For the entries presented below, indicate the number of lines that include the word "struct", adding nothing else.

* * * * *

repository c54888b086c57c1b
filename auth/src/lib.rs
//! Authentication utilities library
//!
//! Provides the credential and token primitives the backend is built on:
//! - Password hashing (Argon2id, configurable cost)
//! - JWT access/refresh token issuance and validation (HS256)
//! - Authentication coordination
//!
//! # Examples
//!
//! ## Password Hashing
//! ```
//! use auth::PasswordHasher;
//!
//! let hasher = PasswordHasher::new();
//! let hash = hasher.hash("my_password").unwrap();
//! let is_valid = hasher.verify("my_password", &hash).unwrap();
//! assert!(is_valid);
//! ```
//!
//! ## Complete Authentication Flow
//! ```
//! use auth::{Authenticator, TokenLifetimes, TokenSubject, TokenType};
//!
//! let auth = Authenticator::new(
//!     b"secret_key_at_least_32_bytes_long!",
//!     TokenLifetimes::default(),
//! );
//!
//! // Register: hash password
//! let hash = auth.hash_password("password123").unwrap();
//!
//! // Login: verify and issue tokens
//! let subject = TokenSubject {
//!     user_id: 1,
//!     email: "alice@example.com".to_string(),
//!     full_name: "Alice Doe".to_string(),
//! };
//! let tokens = auth.authenticate("password123", &hash, &subject).unwrap();
//!
//! // Validate token
//! let claims = auth.validate_token(&tokens.access_token).unwrap();
//! assert_eq!(claims.token_type, TokenType::Access);
//! ```

pub mod authenticator;
pub mod jwt;
pub mod password;

// Re-export commonly used items
pub use authenticator::AuthenticationError;
pub use authenticator::Authenticator;
pub use authenticator::TokenLifetimes;
pub use authenticator::TokenPair;
pub use jwt::Claims;
pub use jwt::JwtError;
pub use jwt::JwtHandler;
pub use jwt::TokenSubject;
pub use jwt::TokenType;
pub use password::PasswordCost;
pub use password::PasswordError;
pub use password::PasswordHasher;
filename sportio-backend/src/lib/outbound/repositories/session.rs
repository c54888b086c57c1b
use async_trait::async_trait;
use chrono::DateTime;
use chrono::NaiveDate;
use chrono::NaiveTime;
use chrono::Utc;
use sqlx::PgPool;

use crate::domain::session::models::SessionHistoryEntry;
use crate::domain::session::models::SessionId;
use crate::domain::session::ports::SessionRepository;
use crate::domain::user::models::UserId;
use crate::user::errors::UserError;

pub struct PostgresSessionRepository {
    pool: PgPool,
}

impl PostgresSessionRepository {
    pub fn new(pool: PgPool) -> Self {
        Self { pool }
    }
}

#[derive(Debug, sqlx::FromRow)]
struct SessionHistoryRow {
    session_id: i64,
    sport_type: String,
    title: String,
    date: Option<NaiveDate>,
    time_start: Option<NaiveTime>,
    time_end: Option<NaiveTime>,
    status: String,
    is_host: bool,
    joined_at: DateTime<Utc>,
}

impl From<SessionHistoryRow> for SessionHistoryEntry {
    fn from(row: SessionHistoryRow) -> Self {
        Self {
            session_id: SessionId(row.session_id),
            sport_type: row.sport_type,
            title: row.title,
            date: row.date,
            time_start: row.time_start,
            time_end: row.time_end,
            status: row.status,
            is_host: row.is_host,
            joined_at: row.joined_at,
        }
    }
}

#[async_trait]
impl SessionRepository for PostgresSessionRepository {
    async fn count_by_user(&self, user_id: &UserId) -> Result<i64, UserError> {
        sqlx::query_scalar::<_, i64>("SELECT COUNT(*) FROM session_players WHERE user_id = $1")
            .bind(user_id.0)
            .fetch_one(&self.pool)
            .await
            .map_err(|e| UserError::DatabaseError(e.to_string()))
    }

    async fn find_history_by_user(
        &self,
        user_id: &UserId,
    ) -> Result<Vec<SessionHistoryEntry>, UserError> {
        let rows = sqlx::query_as::<_, SessionHistoryRow>(
            r#"
            SELECT s.id AS session_id, s.sport_type, s.title, s.date, s.time_start,
                   s.time_end, s.status, sp.is_host, sp.joined_at
            FROM session_players sp
            JOIN sessions s ON s.id = sp.session_id
            WHERE sp.user_id = $1
            "#,
        )
        .bind(user_id.0)
        .fetch_all(&self.pool)
        .await
        .map_err(|e| UserError::DatabaseError(e.to_string()))?;

        Ok(rows.into_iter().map(SessionHistoryEntry::from).collect())
    }
}
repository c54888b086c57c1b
pub mod handlers;
pub mod messages;
pub mod middleware;
pub mod router;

* * * * *

● **RESPONSE TO THIS EXERCISE**: 2